CB: This has started to happen more frequently, but it depends on a client who is more educated, rigorous, and explicit about their goals. The commissioning process after occupancy
—even for meeting LEED criteria—is often about minimum standards. This is client-driven so we don’t necessarily have control or involvement.
Cornell has an ambitious and well-organized facilities management team. They have some exciting systems in place at their Ithaca campus—they’re using the lake to offset a portion of the heating and cooling for their central energy plant. Gates Hall will be an interesting project, because the owner has a very rigorous system in place for assessing building performance—they’ve done this for the entire campus. They know the attributes of every building and internally audit each building’s performance. Ideally we’ll be able to gain some insight into our building’s performance from their process.
JK: What are some of the next steps that you see for the office? What do you want to try out?
CB: I obviously have to be impartial. Our goals are always focused on the projects, but there are also opportunities for techniques like parametric modeling to be driven deeper into the overall ideation of the project. The metrics don’t necessarily have to address environment, design, or fabrication but could factor cost, GIS data, or even social (media) data. We should explore not only technologies in our field but also technologies that are happening in other disciplines and in a social context. There are a lot of opportunities; it all comes down to finding the right projects to explore these methods.
JK: Do you have any other thoughts regarding research?
CB: It’s an exciting time. The industry is changing, the tools are changing, and, at a slower pace, mentalities are changing. The biggest transformations are happening in some of the least obvious projects. The most advanced owners and most detailed contracts in terms of shared risk-reward and integrated project teams are being driven by hospitals and medical facilities, where they need to ensure integration of building systems and guarantee the proper installation, function, and reliability of mechanical and medical equipment.
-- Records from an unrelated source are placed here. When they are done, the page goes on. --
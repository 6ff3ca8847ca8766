//! Subprocess launcher for tunnels (`kubectl port-forward`) and local proxies.
//!
//! Each launch gets its own process group so a stop takes down anything the
//! service forked. Output lines, readiness and the final exit are reported through
//! the inbox tagged with the launch instance.

use std::io::ErrorKind;
use std::process::Stdio;
use std::time::Duration;

use tokio::io::{AsyncBufReadExt, AsyncRead, BufReader};
use tokio::net::TcpStream;
use tokio::process::{Child, Command};
use tokio::task::JoinHandle;
use tokio_util::sync::CancellationToken;
use tracing::{debug, warn};

use tunnelkeeper_core::message::{Exit, Inbox, ProcessEventKind};
use tunnelkeeper_core::model::{ServiceConfig, ServiceTarget};
use tunnelkeeper_core::recovery::Fault;
use tunnelkeeper_core::state::OutputStream;
use tunnelkeeper_core::supervisor::{LaunchError, Launched, Launcher};

/// kubectl prints this once the local listener is up.
const FORWARDING_MARKER: &str = "Forwarding from";
const TERM_GRACE: Duration = Duration::from_millis(500);
const PROBE_INTERVAL: Duration = Duration::from_millis(500);
const PROBE_TIMEOUT: Duration = Duration::from_secs(2);
const OUTPUT_DRAIN: Duration = Duration::from_millis(500);

#[derive(Clone, Copy, Debug)]
enum Readiness {
    /// A stdout line containing the marker
    Marker(&'static str),
    /// The port accepts TCP connections
    Port(u16),
    Immediate,
}

pub struct ProcessLauncher {
    kubectl: String,
}

impl ProcessLauncher {
    pub fn new(kubectl: impl Into<String>) -> Self {
        Self {
            kubectl: kubectl.into(),
        }
    }

    fn command_for(&self, service: &ServiceConfig) -> Result<(Command, String, Readiness), LaunchError> {
        match &service.target {
            ServiceTarget::Tunnel {
                context,
                namespace,
                service: target,
                local_port,
                remote_port,
            } => {
                let mut cmd = Command::new(&self.kubectl);
                cmd.arg("port-forward")
                    .args(["--context", context.as_str(), "-n", namespace.as_str()])
                    .arg(format!("svc/{}", target))
                    .arg(format!("{}:{}", local_port, remote_port));
                Ok((cmd, self.kubectl.clone(), Readiness::Marker(FORWARDING_MARKER)))
            }
            ServiceTarget::Proxy {
                command,
                args,
                env,
                listen_port,
                ..
            } => {
                if command.trim().is_empty() {
                    return Err(LaunchError::EmptyCommand {
                        label: service.label.clone(),
                    });
                }
                let mut cmd = Command::new(command);
                cmd.args(args).envs(env);
                let readiness = listen_port.map_or(Readiness::Immediate, Readiness::Port);
                Ok((cmd, command.clone(), readiness))
            }
        }
    }
}

fn is_proxy(service: &ServiceConfig) -> bool {
    matches!(service.target, ServiceTarget::Proxy { .. })
}

impl Launcher for ProcessLauncher {
    fn launch(
        &self,
        service: &ServiceConfig,
        instance: u64,
        cancel: CancellationToken,
        inbox: Inbox,
    ) -> Result<Launched, LaunchError> {
        let (mut cmd, program, readiness) = self.command_for(service)?;
        let label = service.label.clone();

        cmd.stdin(Stdio::null())
            .stdout(Stdio::piped())
            .stderr(Stdio::piped())
            .kill_on_drop(true);

        #[cfg(unix)]
        unsafe {
            cmd.pre_exec(|| {
                libc::setsid();
                Ok(())
            });
        }

        let mut child = match cmd.spawn() {
            Ok(child) => child,
            // A proxy binary can show up later (installs, PATH changes), so a
            // missing one ends the launch like any other fault and may recover.
            Err(source) if source.kind() == ErrorKind::NotFound && is_proxy(service) => {
                warn!(label = %label, instance, program = %program, "executable not found");
                inbox.process(
                    &label,
                    instance,
                    ProcessEventKind::Exited(Exit::faulted(
                        format!("failed to start {}", program),
                        Fault::ExecutableMissing,
                    )),
                );
                return Ok(Launched { cancel, pid: 0 });
            }
            Err(source) if source.kind() == ErrorKind::NotFound => {
                return Err(LaunchError::ExecutableMissing { label, program });
            }
            Err(source) => return Err(LaunchError::Spawn { label, source }),
        };
        let pid = child.id().unwrap_or(0);
        debug!(label = %label, instance, pid, program = %program, "spawned");

        let marker = match readiness {
            Readiness::Marker(marker) => Some(marker),
            _ => None,
        };
        let mut readers = Vec::new();
        if let Some(stdout) = child.stdout.take() {
            readers.push(spawn_reader(
                stdout,
                OutputStream::Stdout,
                marker,
                label.clone(),
                instance,
                inbox.clone(),
            ));
        }
        if let Some(stderr) = child.stderr.take() {
            readers.push(spawn_reader(
                stderr,
                OutputStream::Stderr,
                None,
                label.clone(),
                instance,
                inbox.clone(),
            ));
        }

        let probe = match readiness {
            Readiness::Port(port) => Some(spawn_probe(
                port,
                label.clone(),
                instance,
                cancel.clone(),
                inbox.clone(),
            )),
            Readiness::Immediate => {
                inbox.process(&label, instance, ProcessEventKind::Ready);
                None
            }
            Readiness::Marker(_) => None,
        };

        let token = cancel.clone();
        tokio::spawn(async move {
            let exited = tokio::select! {
                _ = token.cancelled() => None,
                status = child.wait() => Some(exit_from(status)),
            };
            let exit = match exited {
                Some(exit) => exit,
                None => {
                    terminate(&mut child, pid).await;
                    Exit::stopped()
                }
            };

            if let Some(probe) = probe {
                probe.abort();
            }
            // Exited must be the last event of this launch.
            for reader in readers {
                let abort = reader.abort_handle();
                if tokio::time::timeout(OUTPUT_DRAIN, reader).await.is_err() {
                    abort.abort();
                }
            }

            if exit.fault.is_some() {
                warn!(label = %label, instance, status = %exit.status_text, "service exited");
            }
            inbox.process(&label, instance, ProcessEventKind::Exited(exit));
        });

        Ok(Launched { cancel, pid })
    }
}

fn spawn_reader<R>(
    pipe: R,
    stream: OutputStream,
    marker: Option<&'static str>,
    label: String,
    instance: u64,
    inbox: Inbox,
) -> JoinHandle<()>
where
    R: AsyncRead + Unpin + Send + 'static,
{
    tokio::spawn(async move {
        let mut lines = BufReader::new(pipe).lines();
        let mut ready = false;
        while let Ok(Some(line)) = lines.next_line().await {
            let is_ready = !ready && marker.is_some_and(|m| line.contains(m));
            if !inbox.process(&label, instance, ProcessEventKind::Output { stream, text: line }) {
                break;
            }
            if is_ready {
                ready = true;
                inbox.process(&label, instance, ProcessEventKind::Ready);
            }
        }
    })
}

fn spawn_probe(
    port: u16,
    label: String,
    instance: u64,
    cancel: CancellationToken,
    inbox: Inbox,
) -> JoinHandle<()> {
    tokio::spawn(async move {
        let addr = format!("127.0.0.1:{}", port);
        inbox.process(
            &label,
            instance,
            ProcessEventKind::StatusText(format!("waiting for :{}", port)),
        );
        loop {
            if let Ok(Ok(_)) = tokio::time::timeout(PROBE_TIMEOUT, TcpStream::connect(&addr)).await {
                inbox.process(
                    &label,
                    instance,
                    ProcessEventKind::StatusText(format!("listening on :{}", port)),
                );
                inbox.process(&label, instance, ProcessEventKind::Ready);
                return;
            }
            tokio::select! {
                _ = cancel.cancelled() => return,
                _ = tokio::time::sleep(PROBE_INTERVAL) => {}
            }
        }
    })
}

fn exit_from(status: std::io::Result<std::process::ExitStatus>) -> Exit {
    match status {
        Ok(status) if status.success() => Exit {
            status_text: "exited".into(),
            fault: None,
        },
        Ok(status) => match status.code() {
            Some(code) => Exit::faulted(format!("exit status {}", code), Fault::ExitedNonZero(code)),
            None => Exit::faulted(
                "terminated by signal",
                Fault::Other("terminated by signal".into()),
            ),
        },
        Err(err) => {
            let text = err.to_string();
            Exit::faulted(text.clone(), Fault::classify(&text))
        }
    }
}

/// SIGTERM to the process group, then SIGKILL if it is still around after the grace.
#[cfg(unix)]
async fn terminate(child: &mut Child, pid: u32) {
    if pid == 0 {
        let _ = child.kill().await;
        return;
    }
    let pgid = pid as i32;
    unsafe {
        libc::killpg(pgid, libc::SIGTERM);
    }
    if tokio::time::timeout(TERM_GRACE, child.wait()).await.is_err() {
        unsafe {
            libc::killpg(pgid, libc::SIGKILL);
        }
        let _ = child.wait().await;
    }
}

#[cfg(not(unix))]
async fn terminate(child: &mut Child, _pid: u32) {
    let _ = child.kill().await;
}

#[cfg(all(test, unix))]
mod tests {
    use super::*;
    use std::collections::BTreeMap;
    use std::sync::Arc;
    use tunnelkeeper_core::app::App;
    use tunnelkeeper_core::config::DashboardConfig;
    use tunnelkeeper_core::message::{DetectedContext, Message, Task};
    use tunnelkeeper_core::model::ClusterRole;
    use tunnelkeeper_core::state::ProcessStatus;

    fn shell_proxy(script: &str) -> ServiceConfig {
        ServiceConfig {
            label: "sh-proxy".into(),
            role: ClusterRole::Primary,
            target: ServiceTarget::Proxy {
                command: "sh".into(),
                args: vec!["-c".into(), script.into()],
                env: BTreeMap::new(),
                listen_port: None,
                depends_on: vec![],
            },
        }
    }

    async fn events_until_exit(
        rx: &mut tokio::sync::mpsc::UnboundedReceiver<Message>,
    ) -> (Vec<ProcessEventKind>, Exit) {
        let mut events = Vec::new();
        while let Some(Message::Process(event)) = rx.recv().await {
            match event.kind {
                ProcessEventKind::Exited(exit) => return (events, exit),
                other => events.push(other),
            }
        }
        panic!("inbox closed before exit");
    }

    #[tokio::test]
    async fn test_nonzero_exit_is_reported_last() {
        let (inbox, mut rx) = Inbox::channel();
        let launcher = ProcessLauncher::new("kubectl");
        let launched = launcher
            .launch(&shell_proxy("echo hello; exit 3"), 1, CancellationToken::new(), inbox)
            .unwrap();
        assert!(launched.pid > 0);

        let (events, exit) = events_until_exit(&mut rx).await;
        assert!(events.iter().any(|e| matches!(
            e,
            ProcessEventKind::Output { text, .. } if text == "hello"
        )));
        assert_eq!(exit.fault, Some(Fault::ExitedNonZero(3)));
    }

    #[tokio::test]
    async fn test_cancel_stops_process_group() {
        let (inbox, mut rx) = Inbox::channel();
        let launcher = ProcessLauncher::new("kubectl");
        let cancel = CancellationToken::new();
        launcher
            .launch(&shell_proxy("sleep 30"), 4, cancel.clone(), inbox)
            .unwrap();

        cancel.cancel();
        let (_, exit) = tokio::time::timeout(Duration::from_secs(5), events_until_exit(&mut rx))
            .await
            .unwrap();
        assert!(exit.fault.is_none());
        assert_eq!(exit.status_text, "stopped");
    }

    #[tokio::test]
    async fn test_missing_proxy_binary_reports_exit() {
        let (inbox, mut rx) = Inbox::channel();
        let mut service = shell_proxy("");
        if let ServiceTarget::Proxy { command, .. } = &mut service.target {
            *command = "definitely-not-a-real-binary-tk".into();
        }
        let launched = ProcessLauncher::new("kubectl")
            .launch(&service, 2, CancellationToken::new(), inbox)
            .unwrap();
        assert_eq!(launched.pid, 0);

        let (events, exit) = events_until_exit(&mut rx).await;
        assert!(events.is_empty());
        assert_eq!(exit.fault, Some(Fault::ExecutableMissing));
    }

    #[tokio::test]
    async fn test_missing_kubectl_is_setup_error() {
        let (inbox, _rx) = Inbox::channel();
        let service = ServiceConfig {
            label: "api-tunnel".into(),
            role: ClusterRole::Primary,
            target: ServiceTarget::Tunnel {
                context: "tp-alpha".into(),
                namespace: "default".into(),
                service: "api".into(),
                local_port: 18080,
                remote_port: 80,
            },
        };
        let err = ProcessLauncher::new("/nonexistent/kubectl")
            .launch(&service, 1, CancellationToken::new(), inbox)
            .unwrap_err();
        assert!(matches!(err, LaunchError::ExecutableMissing { .. }));
    }

    #[tokio::test]
    async fn test_missing_proxy_binary_schedules_recovery() {
        let config = DashboardConfig::parse(
            r#"
clusters:
  context_prefix: "tp-"
proxies:
  api-proxy:
    command: ["definitely-not-a-real-binary-tk"]
"#,
        )
        .unwrap();
        let (inbox, mut rx) = Inbox::channel();
        let launcher = Arc::new(ProcessLauncher::new("kubectl"));
        let mut app = App::new(config, launcher, inbox);
        app.boot(None);
        app.handle(Message::ActiveContext(Ok(DetectedContext {
            context: "tp-alpha".into(),
            catalog: None,
        })));

        let exit = match rx.recv().await {
            Some(message @ Message::Process(_)) => message,
            _ => panic!("expected a process event"),
        };
        let tasks = app.handle(exit);
        assert!(tasks.iter().any(|t| matches!(
            t,
            Task::Recover { label, .. } if label == "api-proxy"
        )));
        assert_eq!(
            app.process("api-proxy").unwrap().status(),
            ProcessStatus::Degraded
        );
    }
}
In these projects, the life-cycle costs rather than initial costs become a bigger focus. In general, we are all in this same space, trying to explore, trying to find the best way to navigate an industry that’s inevitably changing but still resistant to that change.
In the end, design is a process; our job as architects is to find the best solutions for the given problem(s). As a profession we need to continually ask—not only ourselves but our peers, our clients, our consultants, and our contractors—what can we do to add value to each project? The end goal shouldn’t be to accommodate a function or to meet a present need but rather to improve the built environment and enhance the experience of those who use our spaces. Research and experimentation is central to this process.
Cory Brugger directs the development and implementation of advanced design technology for Morphosis Architects. He provides day-to-day oversight of BIM integration and CAD production for the office and its multidisciplinary project teams. For more than ten years he has successfully managed the integration of CAD and BIM technologies on projects ranging from residential design-build to high-rise office towers. At Morphosis, Brugger’s primary focus has been on the integration of parametric design tools and virtual building models into design and delivery processes. He holds a Bachelor of Architecture from Philadelphia University and a Master of Engineering from the Product-Architecture Lab at Stevens Institute of Technology.
Janette Kim is Editor-in-Chief of ARPA Journal. Janette is an architectural designer, researcher and educator based in New York City. She is principal of All of the Above, a design practiced based in Brooklyn, and a faculty member at the Columbia University GSAPP, where she directs the Applied Research Practices in Architecture initiative and the Urban Landscape Lab.